I've got all the keyboard shortcuts for code folding memorized, and I do all
my navigation via the keyboard in Visual Studio, so vertical space isn't as
big of a concern for me.

------
nickFaraday
Wow, I'm really surprised by all the 30" -in favors-?

I use 2 24" in monitors and love it. As for having to turn your head... that's
a very minor concern if your keyboard and mouse are centered (or sightly off
center) you can see both monitors fine.

For me I use textmate on one monitor (main) and have web-browser, Adium, Skype
open on the second monitor - organized so all three are "on top". Works like a
charm.

I have another box with a 30" monitor, but I use it mainly as a review
station. Window organization is a bit of a pain on that large of a monitor on
OSX.

I would have to agree that that for media (games, movies, video editing) the
single larger monitor is better.

------
evlapix
I read this a while ago:

<http://www.codinghorror.com/blog/archives/001076.html>

I still decided to go with the 2x24's. In the end though, it may have been a
waste.
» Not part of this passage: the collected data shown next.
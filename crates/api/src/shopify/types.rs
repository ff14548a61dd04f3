//! Domain types for the Shopify Admin API.

use rust_decimal::Decimal;
use serde::{Deserialize, Serialize};

/// Monetary amount with currency code.
#[derive(Debug, Clone, PartialEq, Eq, Serialize, Deserialize)]
pub struct Money {
    pub amount: Decimal,
    /// ISO 4217 currency code.
    pub currency_code: String,
}

/// Product image.
#[derive(Debug, Clone, PartialEq, Eq, Serialize, Deserialize)]
pub struct Image {
    pub url: String,
    pub alt_text: Option<String>,
}

/// A product as needed for description generation and listing.
#[derive(Debug, Clone, PartialEq, Eq, Serialize, Deserialize)]
pub struct Product {
    /// GID, e.g. `gid://shopify/Product/123`.
    pub id: String,
    pub title: String,
    pub handle: String,
    pub description_html: String,
    /// `ACTIVE`, `DRAFT` or `ARCHIVED`.
    pub status: String,
    pub vendor: String,
    pub product_type: String,
    pub tags: Vec<String>,
    pub online_store_url: Option<String>,
    pub featured_image: Option<Image>,
    pub min_price: Option<Money>,
}

/// One page of a product listing.
#[derive(Debug, Clone, PartialEq, Eq, Serialize, Deserialize)]
pub struct ProductPage {
    pub products: Vec<Product>,
    pub has_next_page: bool,
    pub end_cursor: Option<String>,
}

/// Shop identity, used to verify a connection.
#[derive(Debug, Clone, Serialize, Deserialize)]
pub struct Shop {
    pub name: String,
    pub myshopify_domain: String,
    pub primary_domain_url: Option<String>,
}

/// An online store blog.
#[derive(Debug, Clone, Serialize, Deserialize)]
pub struct Blog {
    pub id: i64,
    pub title: String,
    pub handle: String,
}

/// Fields for creating or replacing a blog article.
#[derive(Debug, Clone, Serialize)]
pub struct ArticleInput {
    pub title: String,
    pub body_html: String,
    #[serde(skip_serializing_if = "Option::is_none")]
    pub summary_html: Option<String>,
    #[serde(skip_serializing_if = "Option::is_none")]
    pub author: Option<String>,
    /// Comma-separated tags.
    #[serde(skip_serializing_if = "String::is_empty")]
    pub tags: String,
    pub published: bool,
}

/// A blog article as Shopify returns it.
#[derive(Debug, Clone, Serialize, Deserialize)]
pub struct Article {
    pub id: i64,
    pub title: String,
    pub handle: String,
    pub blog_id: i64,
}
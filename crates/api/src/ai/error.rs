//! Error types for the language model clients.

use thiserror::Error;

/// Errors that can occur when calling a language model provider.
#[derive(Debug, Error)]
pub enum AiError {
    /// HTTP request failed.
    #[error("HTTP error: {0}")]
    Http(#[from] reqwest::Error),

    /// Provider returned an error.
    #[error("API error ({status}): {message}")]
    Api {
        /// HTTP status code.
        status: u16,
        /// Error message from the provider.
        message: String,
    },

    /// Rate limited by the provider.
    #[error("rate limited, retry after {0} seconds")]
    RateLimited(u64),

    /// Authentication failed.
    #[error("unauthorized: {0}")]
    Unauthorized(String),

    /// Failed to parse a response or model output.
    #[error("parse error: {0}")]
    Parse(String),

    /// Stream broke off.
    #[error("stream error: {0}")]
    Stream(String),

    /// Provider is not configured on this server.
    #[error("provider {0} is not configured")]
    NotConfigured(String),

    /// Model returned no text.
    #[error("model returned an empty response")]
    EmptyResponse,
}

/// Error envelope shared by `OpenAI` and Gemini:
/// `{"error": {"message": "...", ...}}`.
#[derive(Debug, serde::Deserialize)]
pub struct ApiErrorResponse {
    /// Nested error details.
    pub error: ApiErrorDetail,
}

/// Nested error details.
#[derive(Debug, serde::Deserialize)]
pub struct ApiErrorDetail {
    /// Error message.
    pub message: String,
}

/// Map a non-success response to an `AiError`.
pub(crate) async fn error_from_response(response: reqwest::Response) -> AiError {
    let status = response.status();

    if status == reqwest::StatusCode::TOO_MANY_REQUESTS {
        let retry_after = response
            .headers()
            .get(reqwest::header::RETRY_AFTER)
            .and_then(|v| v.to_str().ok())
            .and_then(|s| s.parse().ok())
            .unwrap_or(60);
        return AiError::RateLimited(retry_after);
    }

    if status == reqwest::StatusCode::UNAUTHORIZED || status == reqwest::StatusCode::FORBIDDEN {
        return AiError::Unauthorized("Invalid API key".to_string());
    }

    match response.text().await {
        Ok(body) => {
            let message = serde_json::from_str::<ApiErrorResponse>(&body)
                .map_or(body, |e| e.error.message);
            AiError::Api {
                status: status.as_u16(),
                message,
            }
        }
        Err(e) => AiError::Http(e),
    }
}

#[cfg(test)]
mod tests {
    use super::*;

    #[test]
    fn test_ai_error_display() {
        let err = AiError::RateLimited(20);
        assert_eq!(err.to_string(), "rate limited, retry after 20 seconds");

        let err = AiError::Api {
            status: 400,
            message: "bad model".to_string(),
        };
        assert_eq!(err.to_string(), "API error (400): bad model");
    }

    #[test]
    fn test_api_error_deserialization() {
        let openai = r#"{"error": {"message": "Incorrect API key", "type": "invalid_request_error", "code": null}}"#;
        let gemini = r#"{"error": {"code": 400, "message": "API key not valid", "status": "INVALID_ARGUMENT"}}"#;

        let parsed: ApiErrorResponse = serde_json::from_str(openai).expect("deserialize");
        assert_eq!(parsed.error.message, "Incorrect API key");
        let parsed: ApiErrorResponse = serde_json::from_str(gemini).expect("deserialize");
        assert_eq!(parsed.error.message, "API key not valid");
    }
}
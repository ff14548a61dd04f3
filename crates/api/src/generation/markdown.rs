//! Markdown rendering for generated content.

use comrak::{Options, markdown_to_html};

/// Render Markdown to HTML.
///
/// Raw HTML in the source is escaped: bodies come from a language model and
/// end up on a public site.
#[must_use]
pub fn render_markdown(markdown: &str) -> String {
    let mut options = Options::default();
    options.extension.strikethrough = true;
    options.extension.table = true;
    options.extension.autolink = true;
    options.extension.tasklist = true;
    options.extension.footnotes = true;
    options.render.escape = true;

    markdown_to_html(markdown, &options)
}

/// Text of the first level-one heading, if the body starts with one.
#[must_use]
pub fn leading_title(markdown: &str) -> Option<String> {
    let first = markdown.lines().find(|l| !l.trim().is_empty())?;
    let title = first.trim().strip_prefix("# ")?.trim();
    (!title.is_empty()).then(|| title.to_string())
}

/// Body without a leading level-one heading.
#[must_use]
pub fn strip_leading_title(markdown: &str) -> &str {
    let trimmed = markdown.trim_start();
    if trimmed.starts_with("# ") {
        trimmed
            .split_once('\n')
            .map_or("", |(_, rest)| rest)
            .trim_start()
    } else {
        trimmed
    }
}
//! Shopify Admin client: backoff, product cache, REST writes.

use std::time::Duration;

use contentforge_api::config::ShopifySettings;
use contentforge_api::shopify::{
    ArticleInput, ProductCache, RetryPolicy, ShopifyClient, ShopifyError,
};
use secrecy::SecretString;
use serde_json::{Value, json};
use wiremock::matchers::{body_partial_json, header, method, path};
use wiremock::{Mock, MockServer, ResponseTemplate};

const STORE: &str = "demo.myshopify.com";

fn settings() -> ShopifySettings {
    ShopifySettings::default()
}

fn graphql_path() -> String {
    format!("/admin/api/{}/graphql.json", settings().api_version)
}

fn rest_path(resource: &str) -> String {
    format!("/admin/api/{}/{resource}", settings().api_version)
}

fn client(server: &MockServer, cache: ProductCache) -> ShopifyClient {
    client_with_token(server, cache, "shpat_test_token")
}

fn client_with_token(server: &MockServer, cache: ProductCache, token: &str) -> ShopifyClient {
    ShopifyClient::with_base_url(
        STORE,
        &server.uri(),
        &SecretString::from(token),
        &settings(),
        cache,
    )
    .expect("client")
    .with_retry_policy(RetryPolicy {
        max_retries: 2,
        base_delay: Duration::from_millis(5),
        max_delay: Duration::from_millis(20),
    })
}

fn product(id: u32, title: &str) -> Value {
    json!({
        "id": format!("gid://shopify/Product/{id}"),
        "title": title,
        "handle": title.to_lowercase(),
        "descriptionHtml": format!("<p>{title}</p>"),
        "status": "ACTIVE",
        "vendor": "Acme",
        "productType": "Kitchen",
        "tags": [],
        "onlineStoreUrl": null,
        "featuredImage": null,
        "priceRangeV2": {"minVariantPrice": {"amount": "9.99", "currencyCode": "USD"}}
    })
}

fn products_body(nodes: Vec<Value>, next: Option<&str>) -> Value {
    json!({
        "data": {
            "products": {
                "pageInfo": {"hasNextPage": next.is_some(), "endCursor": next},
                "nodes": nodes
            }
        }
    })
}

#[tokio::test]
async fn test_http_429_is_retried() {
    let server = MockServer::start().await;

    Mock::given(method("POST"))
        .and(path(graphql_path()))
        .respond_with(ResponseTemplate::new(429).insert_header("Retry-After", "0"))
        .up_to_n_times(1)
        .expect(1)
        .mount(&server)
        .await;
    Mock::given(method("POST"))
        .and(path(graphql_path()))
        .and(header("X-Shopify-Access-Token", "shpat_test_token"))
        .respond_with(
            ResponseTemplate::new(200).set_body_json(products_body(vec![product(1, "Mug")], None)),
        )
        .expect(1)
        .mount(&server)
        .await;

    let page = client(&server, ProductCache::new(Duration::from_secs(60)))
        .products_page(10, None, None)
        .await
        .expect("page");

    assert_eq!(page.products.len(), 1);
    assert_eq!(page.products[0].title, "Mug");
}

#[tokio::test]
async fn test_graphql_throttled_is_retried() {
    let server = MockServer::start().await;

    Mock::given(method("POST"))
        .and(path(graphql_path()))
        .respond_with(ResponseTemplate::new(200).set_body_json(json!({
            "errors": [{"message": "Throttled", "extensions": {"code": "THROTTLED"}}]
        })))
        .up_to_n_times(1)
        .expect(1)
        .mount(&server)
        .await;
    Mock::given(method("POST"))
        .and(path(graphql_path()))
        .respond_with(ResponseTemplate::new(200).set_body_json(json!({
            "data": {"product": product(7, "Teapot")}
        })))
        .expect(1)
        .mount(&server)
        .await;

    let product = client(&server, ProductCache::new(Duration::from_secs(60)))
        .product("7")
        .await
        .expect("product");

    assert_eq!(product.id, "gid://shopify/Product/7");
    assert_eq!(product.title, "Teapot");
}

#[tokio::test]
async fn test_persistent_throttling_gives_rate_limited() {
    let server = MockServer::start().await;

    Mock::given(method("POST"))
        .and(path(graphql_path()))
        .respond_with(ResponseTemplate::new(429).insert_header("Retry-After", "4"))
        .expect(3)
        .mount(&server)
        .await;

    let err = client(&server, ProductCache::new(Duration::from_secs(60)))
        .products_page(10, None, None)
        .await
        .err();

    assert!(matches!(err, Some(ShopifyError::RateLimited(4))));
}

#[tokio::test]
async fn test_unfiltered_pages_are_cached() {
    let server = MockServer::start().await;

    Mock::given(method("POST"))
        .and(path(graphql_path()))
        .and(body_partial_json(json!({"variables": {"query": null}})))
        .respond_with(
            ResponseTemplate::new(200).set_body_json(products_body(vec![product(1, "Mug")], None)),
        )
        .expect(1)
        .mount(&server)
        .await;
    Mock::given(method("POST"))
        .and(path(graphql_path()))
        .and(body_partial_json(json!({"variables": {"query": "mug"}})))
        .respond_with(
            ResponseTemplate::new(200).set_body_json(products_body(vec![product(1, "Mug")], None)),
        )
        .expect(2)
        .mount(&server)
        .await;

    let client = client(&server, ProductCache::new(Duration::from_secs(60)));

    let first = client.products_page(25, None, None).await.expect("page");
    let second = client.products_page(25, None, None).await.expect("page");
    assert_eq!(first, second);

    // Searches always go to Shopify
    client.products_page(25, None, Some("mug")).await.expect("search");
    client.products_page(25, None, Some("mug")).await.expect("search");
}

#[tokio::test]
async fn test_cached_pages_are_not_shared_across_tokens() {
    let server = MockServer::start().await;

    Mock::given(method("POST"))
        .and(path(graphql_path()))
        .and(header("X-Shopify-Access-Token", "shpat_test_token"))
        .respond_with(
            ResponseTemplate::new(200)
                .set_body_json(products_body(vec![product(1, "Private blend")], None)),
        )
        .expect(1)
        .mount(&server)
        .await;
    Mock::given(method("POST"))
        .and(path(graphql_path()))
        .and(header("X-Shopify-Access-Token", "bogus"))
        .respond_with(ResponseTemplate::new(401))
        .expect(1)
        .mount(&server)
        .await;

    // Same store, same shared cache
    let cache = ProductCache::new(Duration::from_secs(60));
    let owner = client(&server, cache.clone());
    let page = owner.products_page(50, None, None).await.expect("page");
    assert_eq!(page.products[0].title, "Private blend");

    let other = client_with_token(&server, cache, "bogus");
    let err = other.products_page(50, None, None).await.err();
    assert!(matches!(err, Some(ShopifyError::Unauthorized(_))), "{err:?}");
}

#[tokio::test]
async fn test_invalidate_products_covers_every_token() {
    let server = MockServer::start().await;

    Mock::given(method("POST"))
        .and(path(graphql_path()))
        .respond_with(
            ResponseTemplate::new(200).set_body_json(products_body(vec![product(1, "Mug")], None)),
        )
        .expect(4)
        .mount(&server)
        .await;

    let cache = ProductCache::new(Duration::from_secs(60));
    let first = client(&server, cache.clone());
    let second = client_with_token(&server, cache, "shpat_second_token");
    first.products_page(25, None, None).await.expect("page");
    second.products_page(25, None, None).await.expect("page");

    first.invalidate_products();

    first.products_page(25, None, None).await.expect("page");
    second.products_page(25, None, None).await.expect("page");
}

#[tokio::test]
async fn test_invalidate_products_forces_refetch() {
    let server = MockServer::start().await;

    Mock::given(method("POST"))
        .and(path(graphql_path()))
        .respond_with(
            ResponseTemplate::new(200).set_body_json(products_body(vec![product(1, "Mug")], None)),
        )
        .expect(2)
        .mount(&server)
        .await;

    let client = client(&server, ProductCache::new(Duration::from_secs(60)));
    client.products_page(25, None, None).await.expect("page");
    client.invalidate_products();
    client.products_page(25, None, None).await.expect("page");
}

#[tokio::test]
async fn test_all_products_follows_cursor() {
    let server = MockServer::start().await;

    Mock::given(method("POST"))
        .and(path(graphql_path()))
        .and(body_partial_json(json!({"variables": {"after": null}})))
        .respond_with(ResponseTemplate::new(200).set_body_json(products_body(
            vec![product(1, "Mug"), product(2, "Cup")],
            Some("cursor-1"),
        )))
        .expect(1)
        .mount(&server)
        .await;
    Mock::given(method("POST"))
        .and(path(graphql_path()))
        .and(body_partial_json(json!({"variables": {"after": "cursor-1"}})))
        .respond_with(
            ResponseTemplate::new(200)
                .set_body_json(products_body(vec![product(3, "Teapot")], None)),
        )
        .expect(1)
        .mount(&server)
        .await;

    let products = client(&server, ProductCache::new(Duration::from_secs(60)))
        .all_products(5)
        .await
        .expect("products");

    let titles: Vec<&str> = products.iter().map(|p| p.title.as_str()).collect();
    assert_eq!(titles, vec!["Mug", "Cup", "Teapot"]);
}

#[tokio::test]
async fn test_missing_product_is_not_found() {
    let server = MockServer::start().await;

    Mock::given(method("POST"))
        .and(path(graphql_path()))
        .respond_with(ResponseTemplate::new(200).set_body_json(json!({"data": {"product": null}})))
        .mount(&server)
        .await;

    let err = client(&server, ProductCache::new(Duration::from_secs(60)))
        .product("gid://shopify/Product/404")
        .await
        .err();
    assert!(matches!(err, Some(ShopifyError::NotFound(_))));
}

#[tokio::test]
async fn test_update_product_description() {
    let server = MockServer::start().await;

    Mock::given(method("PUT"))
        .and(path(rest_path("products/123.json")))
        .and(body_partial_json(json!({
            "product": {"id": 123, "body_html": "<p>New</p>"}
        })))
        .respond_with(
            ResponseTemplate::new(200).set_body_json(json!({"product": {"id": 123}})),
        )
        .expect(1)
        .mount(&server)
        .await;

    client(&server, ProductCache::new(Duration::from_secs(60)))
        .update_product_description("gid://shopify/Product/123", "<p>New</p>")
        .await
        .expect("update");
}

#[tokio::test]
async fn test_blogs_and_articles() {
    let server = MockServer::start().await;

    Mock::given(method("GET"))
        .and(path(rest_path("blogs.json")))
        .respond_with(ResponseTemplate::new(200).set_body_json(json!({
            "blogs": [{"id": 11, "title": "News", "handle": "news"}]
        })))
        .mount(&server)
        .await;
    Mock::given(method("POST"))
        .and(path(rest_path("blogs/11/articles.json")))
        .and(body_partial_json(json!({
            "article": {"title": "Brewing guide", "published": false}
        })))
        .respond_with(ResponseTemplate::new(201).set_body_json(json!({
            "article": {"id": 99, "title": "Brewing guide", "handle": "brewing-guide", "blog_id": 11}
        })))
        .expect(1)
        .mount(&server)
        .await;

    let client = client(&server, ProductCache::new(Duration::from_secs(60)));
    let blogs = client.list_blogs().await.expect("blogs");
    assert_eq!(blogs.len(), 1);
    assert_eq!(blogs[0].handle, "news");

    let article = client
        .create_article(
            blogs[0].id,
            &ArticleInput {
                title: "Brewing guide".to_string(),
                body_html: "<p>Steep for four minutes.</p>".to_string(),
                summary_html: None,
                author: None,
                tags: String::new(),
                published: false,
            },
        )
        .await
        .expect("article");
    assert_eq!(article.id, 99);
    assert_eq!(article.handle, "brewing-guide");
}

#[tokio::test]
async fn test_rest_unknown_product_is_not_found() {
    let server = MockServer::start().await;

    Mock::given(method("PUT"))
        .and(path(rest_path("products/5.json")))
        .respond_with(ResponseTemplate::new(404).set_body_string(r#"{"errors":"Not Found"}"#))
        .mount(&server)
        .await;

    let err = client(&server, ProductCache::new(Duration::from_secs(60)))
        .update_product_description("5", "<p>x</p>")
        .await
        .err();
    assert!(matches!(err, Some(ShopifyError::NotFound(_))));
}

#[tokio::test]
async fn test_overflowing_product_id_is_not_found() {
    let server = MockServer::start().await;

    Mock::given(method("PUT"))
        .respond_with(ResponseTemplate::new(200).set_body_json(json!({"product": {}})))
        .expect(0)
        .mount(&server)
        .await;

    let err = client(&server, ProductCache::new(Duration::from_secs(60)))
        .update_product_description("gid://shopify/Product/99999999999999999999", "<p>x</p>")
        .await
        .err();
    assert!(matches!(err, Some(ShopifyError::NotFound(_))));
}
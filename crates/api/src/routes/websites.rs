//! Website profile CRUD.

use axum::{
    Json,
    extract::{Path, State},
    http::StatusCode,
    response::IntoResponse,
};
use serde::Serialize;
use tracing::info;

use contentforge_core::{UserId, WebsiteId};

use crate::crawler::normalize_loc;
use crate::db::WebsiteRepository;
use crate::error::AppError;
use crate::middleware::RequireAuth;
use crate::models::{NewWebsite, Website, WebsiteUpdate, website::normalize_site_url};
use crate::state::AppState;

/// Website as returned by the API.
#[derive(Debug, Serialize)]
pub struct WebsiteResponse {
    #[serde(flatten)]
    pub website: Website,
    pub indexed_url_count: usize,
}

impl From<Website> for WebsiteResponse {
    fn from(website: Website) -> Self {
        let indexed_url_count = website.indexed_url_count();
        Self {
            website,
            indexed_url_count,
        }
    }
}

/// Load a website owned by `user_id` (404 otherwise).
pub(crate) async fn owned_website(
    state: &AppState,
    user_id: UserId,
    id: WebsiteId,
) -> Result<Website, AppError> {
    Ok(WebsiteRepository::new(state.pool()).get(user_id, id).await?)
}

fn non_blank(value: Option<String>) -> Option<String> {
    value
        .map(|v| v.trim().to_string())
        .filter(|v| !v.is_empty())
}

fn validate_sitemap_url(raw: Option<String>) -> Result<Option<String>, AppError> {
    non_blank(raw)
        .map(|url| {
            normalize_loc(&url)
                .ok_or_else(|| AppError::BadRequest("sitemap_url must be an http(s) URL".to_string()))
        })
        .transpose()
}

/// List the caller's websites, newest first.
///
/// GET /api/websites
///
/// # Errors
///
/// 500 on database failure.
pub async fn index(
    State(state): State<AppState>,
    RequireAuth(user): RequireAuth,
) -> Result<Json<Vec<WebsiteResponse>>, AppError> {
    let websites = WebsiteRepository::new(state.pool())
        .list_for_user(user.id)
        .await?;
    Ok(Json(websites.into_iter().map(WebsiteResponse::from).collect()))
}

/// Create a website.
///
/// POST /api/websites
///
/// # Errors
///
/// 400 if `name` is blank or `url` is not an http(s) URL.
pub async fn create(
    State(state): State<AppState>,
    RequireAuth(user): RequireAuth,
    Json(mut body): Json<NewWebsite>,
) -> Result<impl IntoResponse, AppError> {
    if body.name.trim().is_empty() {
        return Err(AppError::BadRequest("name is required".to_string()));
    }
    let url = normalize_site_url(&body.url).map_err(AppError::BadRequest)?;
    body.sitemap_url = validate_sitemap_url(body.sitemap_url.take())?;
    body.language = non_blank(body.language.take());

    let website = WebsiteRepository::new(state.pool())
        .create(user.id, &body, &url)
        .await?;

    info!(website_id = %website.id, url = %website.url, "Website created");
    Ok((StatusCode::CREATED, Json(WebsiteResponse::from(website))))
}

/// Get one website.
///
/// GET /api/websites/{id}
///
/// # Errors
///
/// 404 if the website does not exist or belongs to someone else.
pub async fn show(
    State(state): State<AppState>,
    RequireAuth(user): RequireAuth,
    Path(id): Path<WebsiteId>,
) -> Result<Json<WebsiteResponse>, AppError> {
    let website = owned_website(&state, user.id, id).await?;
    Ok(Json(WebsiteResponse::from(website)))
}

/// Partially update a website.
///
/// PATCH /api/websites/{id}
///
/// # Errors
///
/// 400 for a blank name or invalid URL, 404 if not the caller's.
pub async fn update(
    State(state): State<AppState>,
    RequireAuth(user): RequireAuth,
    Path(id): Path<WebsiteId>,
    Json(mut body): Json<WebsiteUpdate>,
) -> Result<Json<WebsiteResponse>, AppError> {
    if body.name.as_deref().is_some_and(|n| n.trim().is_empty()) {
        return Err(AppError::BadRequest("name cannot be empty".to_string()));
    }
    body.url = body
        .url
        .as_deref()
        .map(normalize_site_url)
        .transpose()
        .map_err(AppError::BadRequest)?;
    body.sitemap_url = validate_sitemap_url(body.sitemap_url.take())?;
    body.language = non_blank(body.language.take());

    let website = WebsiteRepository::new(state.pool())
        .update(user.id, id, &body)
        .await?;
    Ok(Json(WebsiteResponse::from(website)))
}

/// Delete a website and everything under it.
///
/// DELETE /api/websites/{id}
///
/// # Errors
///
/// 404 if not the caller's.
pub async fn destroy(
    State(state): State<AppState>,
    RequireAuth(user): RequireAuth,
    Path(id): Path<WebsiteId>,
) -> Result<StatusCode, AppError> {
    WebsiteRepository::new(state.pool())
        .delete(user.id, id)
        .await?;
    info!(website_id = %id, "Website deleted");
    Ok(StatusCode::NO_CONTENT)
}
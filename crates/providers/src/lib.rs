//! LLM Provider implementations for codeact.
//!
//! All providers implement `codeact_core::ToolCallingProvider`.
//! The router selects the correct provider based on configuration.

pub mod openai_compat;
pub mod router;

pub use openai_compat::OpenAiCompatProvider;
pub use router::{ProviderRouter, build_from_config, build_router, model_for};
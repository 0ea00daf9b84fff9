//! Shared test helpers for agent tests.

use std::collections::VecDeque;
use std::sync::{Arc, Mutex};

use async_trait::async_trait;
use codeact_core::error::{ProviderError, ToolError};
use codeact_core::message::{Message, MessageToolCall};
use codeact_core::provider::{
    ChunkReceiver, Provider, ProviderRequest, ProviderResponse, StreamChunk, ToolCallingProvider,
};
use codeact_core::tool::{CodeExecutor, ExecutionResult, FunctionSignature, ParamSpec, Tool, ToolOutput};
use codeact_tools::FunctionTool;

type Script = Vec<Result<StreamChunk, ProviderError>>;

/// A provider that streams a sequence of scripted replies.
///
/// Each call to `stream` plays the next script and records the request.
/// Running out of scripts is reported as a provider error.
pub struct ScriptedModel {
    scripts: Mutex<VecDeque<Script>>,
    requests: Mutex<Vec<ProviderRequest>>,
}

impl ScriptedModel {
    pub fn new(scripts: Vec<Script>) -> Self {
        Self {
            scripts: Mutex::new(scripts.into()),
            requests: Mutex::new(Vec::new()),
        }
    }

    /// Every request seen so far, in order.
    pub fn requests(&self) -> Vec<ProviderRequest> {
        self.requests.lock().unwrap().clone()
    }
}

#[async_trait]
impl Provider for ScriptedModel {
    fn name(&self) -> &str {
        "scripted"
    }

    async fn complete(&self, request: ProviderRequest) -> Result<ProviderResponse, ProviderError> {
        let mut rx = self.stream(request).await?;
        let mut text = String::new();
        let mut tool_calls = Vec::new();
        while let Some(chunk) = rx.recv().await {
            let chunk = chunk?;
            text.push_str(chunk.delta());
            if chunk.done {
                tool_calls = chunk.tool_calls;
            }
        }
        let mut message = Message::assistant(text);
        message.tool_calls = tool_calls;
        Ok(ProviderResponse {
            message,
            usage: None,
            model: "scripted-model".into(),
            raw: serde_json::Value::Null,
        })
    }

    async fn stream(&self, request: ProviderRequest) -> Result<ChunkReceiver, ProviderError> {
        self.requests.lock().unwrap().push(request);
        let script = self
            .scripts
            .lock()
            .unwrap()
            .pop_front()
            .ok_or_else(|| ProviderError::NotConfigured("script exhausted".into()))?;

        let (tx, rx) = tokio::sync::mpsc::channel(script.len().max(1));
        for item in script {
            // Capacity covers the whole script.
            let _ = tx.try_send(item);
        }
        Ok(rx)
    }
}

impl ToolCallingProvider for ScriptedModel {}

/// A reply split into text fragments; the last one is marked done.
pub fn text_chunks(parts: &[&str]) -> Script {
    let last = parts.len().saturating_sub(1);
    parts
        .iter()
        .enumerate()
        .map(|(i, part)| {
            Ok(StreamChunk {
                content: Some(part.to_string()),
                done: i == last,
                raw: serde_json::json!({ "index": i }),
                ..Default::default()
            })
        })
        .collect()
}

/// Like [`text_chunks`], with native tool calls on the final fragment.
pub fn chunks_with_tool_calls(parts: &[&str], tool_calls: Vec<MessageToolCall>) -> Script {
    let mut script = text_chunks(parts);
    if let Some(Ok(last)) = script.last_mut() {
        last.tool_calls = tool_calls;
    }
    script
}

pub fn handoff_call(id: &str, to_agent: &str, reason: &str) -> MessageToolCall {
    MessageToolCall {
        id: id.into(),
        name: "handoff".into(),
        arguments: serde_json::json!({ "to_agent": to_agent, "reason": reason }).to_string(),
    }
}

/// `add(a: int, b: int) -> int`.
pub fn add_tool() -> Arc<dyn Tool> {
    let signature = FunctionSignature::new("add")
        .param(ParamSpec::typed("a", "int"))
        .param(ParamSpec::typed("b", "int"))
        .returns("int")
        .doc("Add two numbers together.");
    Arc::new(FunctionTool::new(signature, |args: serde_json::Value| async move {
        let a = args["a"].as_i64().unwrap_or_default();
        let b = args["b"].as_i64().unwrap_or_default();
        Ok(ToolOutput::text((a + b).to_string()))
    }))
}

/// An executor that is never expected to run.
pub struct NoopExecutor;

#[async_trait]
impl CodeExecutor for NoopExecutor {
    async fn execute(&self, _code: &str) -> Result<ExecutionResult, ToolError> {
        Ok(ExecutionResult::default())
    }
}

/// An executor that echoes the code back as its output.
pub struct EchoExecutor;

#[async_trait]
impl CodeExecutor for EchoExecutor {
    async fn execute(&self, code: &str) -> Result<ExecutionResult, ToolError> {
        Ok(ExecutionResult {
            content: format!("ran: {code}"),
            raw: None,
        })
    }
}
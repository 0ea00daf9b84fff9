//! No-op memory backend: disables long-term memory entirely.

use async_trait::async_trait;
use codeact_core::error::MemoryError;
use codeact_core::memory::ChatMemory;
use codeact_core::message::Message;

/// A no-op chat memory that stores nothing.
pub struct NoopMemory;

#[async_trait]
impl ChatMemory for NoopMemory {
    fn name(&self) -> &str { "none" }

    async fn put_messages(&self, _messages: Vec<Message>) -> Result<(), MemoryError> {
        Ok(())
    }

    async fn get_all(&self) -> Result<Vec<Message>, MemoryError> {
        Ok(Vec::new())
    }

    async fn clear(&self) -> Result<(), MemoryError> {
        Ok(())
    }
}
Afterwards I introduced myself to Ubuntu and the virtual desktop
features really separated my work well enough that I probably didn't need the
extra monitor anymore.

A couple months later and I'm now on a 17" Macbook Pro. With Spaces configured
to my liking I don't miss the additional monitor at all.

------
frankus
For Windows, I like multiple monitors, since it allows you to maximize a
window in each monitor.

On a Mac, for the most part apps don't take over a whole monitor without a bit
of effort, so one monitor is probably the winner.

There's also a Windows shareware utility called SplitView that divides up one
large monitor into a couple of virtual screens, so you can have the benefits
of side-by-side maximized apps without giving up full-screen gaming.

------
icey
I have a PC with a 24" monitor right next to a Mac Pro with a 24" monitor; I
share a keyboard and mouse using Synergy.

I'm going to be moving to Mac only pretty soon and plan on upgrading to a
single 30" monitor.

2x24 is nice, but there ends up being a lot of side-to-side head motion which
gets tiring after a few days; and the most premium screen real estate
(straight in the middle) is taken up by the bezels of the monitors.

------
copernicus
The 30" without question. You get 4 megapixels (2560x1600) on one screen
instead of spread across two (2 x 1920x1080) - great for side by side columns
of code (I can fit 3 on one of my screens). Its also very nice for gaming,
although be prepared to experience some vertigo.

Of course the real way to go is dual 30's =)

------
dws
Your choice might depend on your eyes. If you're subject to presbyopia
(<http://en.wikipedia.org/wiki/Presbyopia>), either due to age or a bad draw
in the gene pool, having two 24" monitors lets you angle them to minimize the
need to refocus.

------
jws
I like my 30" over my 24" for its greater height. It provides a little more
context when coding.

I haven't used multiple monitors for years though. I let my monitoring
displays peek out around the edges of my windows and use virtual desktops for
task switching.

------
gtani
viewsonic 23" LCD's are < $200, the Dell ultrasharp 24" i want is ~ $600. I
can code on any decent monitor driven off a macbook, but for video, gaming,
photoshop, you need better.

I believe in costco sourcing to extent possible: you can run down and grab as
many Princeton, Samsung, viewsonic or other leading mfr's 22-24" monitors as
you need anytime. If you don't like them a month later (90 days, actually),
return in original packaging.

------
aditya
One 30" FTW with two displays you have to twist your neck more, also, if
you're using video out from a laptop, it's easier to deal with one display.

------
sandGorgon
dude.. save the earth.

Choose the config with the lesser power consumption.